There is another dimension that many people outside of China, many people in the US may not realize: The Chinese Communist Party itself – the actual rival to the US government (not the Chinese people) uses race and claims of “racism” as a way to advance the regime’s goals.

As John Garnaut has written of the Australian example:

A key to the party’s operations in Australia is collapsing the categories of Chinese Communist Party, China, and the Chinese people into a single organic whole—until the point where the party can be dropped from polite conversation altogether. The conflation means that critics of the party’s activities can be readily caricatured and attacked as anti-China, anti-Chinese, and Sinophobic—labels that polarize and kill productive conversation.

Mind your Tongue, ASPI, 2019

The CCP has access to some huge megaphones to project this message.

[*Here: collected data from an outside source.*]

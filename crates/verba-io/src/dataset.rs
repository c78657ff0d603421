use std::fmt;
use std::io::ErrorKind;
use std::path::{Path, PathBuf};

use verba_core::{LoadError, VocabularyStore};

/// Where the CSV dataset comes from
#[derive(Debug, Clone, PartialEq, Eq)]
pub enum DatasetSource {
    File(PathBuf),
    Url(String),
}

impl DatasetSource {
    pub fn parse(source: &str) -> Self {
        if source.starts_with("http://") || source.starts_with("https://") {
            DatasetSource::Url(source.to_string())
        } else {
            DatasetSource::File(PathBuf::from(source))
        }
    }
}

impl fmt::Display for DatasetSource {
    fn fmt(&self, f: &mut fmt::Formatter<'_>) -> fmt::Result {
        match self {
            DatasetSource::File(path) => write!(f, "{}", path.display()),
            DatasetSource::Url(url) => write!(f, "{url}"),
        }
    }
}

/// One-shot fetch of the raw dataset text
pub async fn fetch_dataset(source: &DatasetSource) -> Result<String, LoadError> {
    match source {
        DatasetSource::File(path) => read_file(path).await,
        DatasetSource::Url(url) => fetch_url(url).await,
    }
}

/// Fetch and parse the dataset into a store
pub async fn load_store(source: &DatasetSource) -> Result<VocabularyStore, LoadError> {
    tracing::info!("Loading vocabulary from {}", source);
    let text = fetch_dataset(source).await?;
    VocabularyStore::from_source(&text)
}

async fn read_file(path: &Path) -> Result<String, LoadError> {
    tokio::fs::read_to_string(path).await.map_err(|e| {
        if e.kind() == ErrorKind::NotFound {
            LoadError::FileNotFound(path.display().to_string())
        } else {
            LoadError::IoError(e)
        }
    })
}

async fn fetch_url(url: &str) -> Result<String, LoadError> {
    let response = reqwest::get(url)
        .await
        .and_then(|r| r.error_for_status())
        .map_err(|e| LoadError::Http(e.to_string()))?;

    response
        .text()
        .await
        .map_err(|e| LoadError::Http(e.to_string()))
}

#[cfg(test)]
mod tests {
    use super::*;

    #[test]
    fn test_parse_source() {
        assert_eq!(
            DatasetSource::parse("https://example.org/vocabulary.csv"),
            DatasetSource::Url("https://example.org/vocabulary.csv".to_string())
        );
        assert_eq!(
            DatasetSource::parse("data/vocabulary.csv"),
            DatasetSource::File(PathBuf::from("data/vocabulary.csv"))
        );
    }

    #[tokio::test]
    async fn test_load_store_from_file() {
        let dir = tempfile::tempdir().unwrap();
        let path = dir.path().join("vocabulary.csv");
        std::fs::write(&path, "latin,definition,frequency\nrosa,rose,3\npuella,girl,5\n").unwrap();

        let store = load_store(&DatasetSource::File(path)).await.unwrap();
        assert_eq!(store.len(), 2);
        assert!(store.contains("rosa"));
    }

    #[tokio::test]
    async fn test_missing_file() {
        let dir = tempfile::tempdir().unwrap();
        let source = DatasetSource::File(dir.path().join("missing.csv"));

        let result = load_store(&source).await;
        assert!(matches!(result, Err(LoadError::FileNotFound(_))));
    }

    #[tokio::test]
    async fn test_malformed_content() {
        let dir = tempfile::tempdir().unwrap();
        let path = dir.path().join("vocabulary.csv");
        std::fs::write(&path, "just a header line\nno,columns\n").unwrap();

        let result = load_store(&DatasetSource::File(path)).await;
        assert!(matches!(result, Err(LoadError::NoEntries)));
    }
}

All of which means that the hot blast of racism around the issues of “China” and people who are “Chinese” may be flowing from both side of the Pacific. The Trump campaign is happy to marshal anti-Chinese racism for domestic political gain. The CCP, meanwhile, would seek to conflate racism with any criticism of the authoritarian party.

In this world view, the CCP calling itself “China” speaks for people as unrelated to mainland China as former Democratic presidential candidate Andrew Yang, for example.

As always, the defense against the polarization on race, identity and otherness is to refocus the debate onto issues of governments, politics, actions, and the ideals that define democracy.

In our current information environment, imprecise, reckless communication is easier than ever. The issue of “China” in the 2020 election will likely prove that.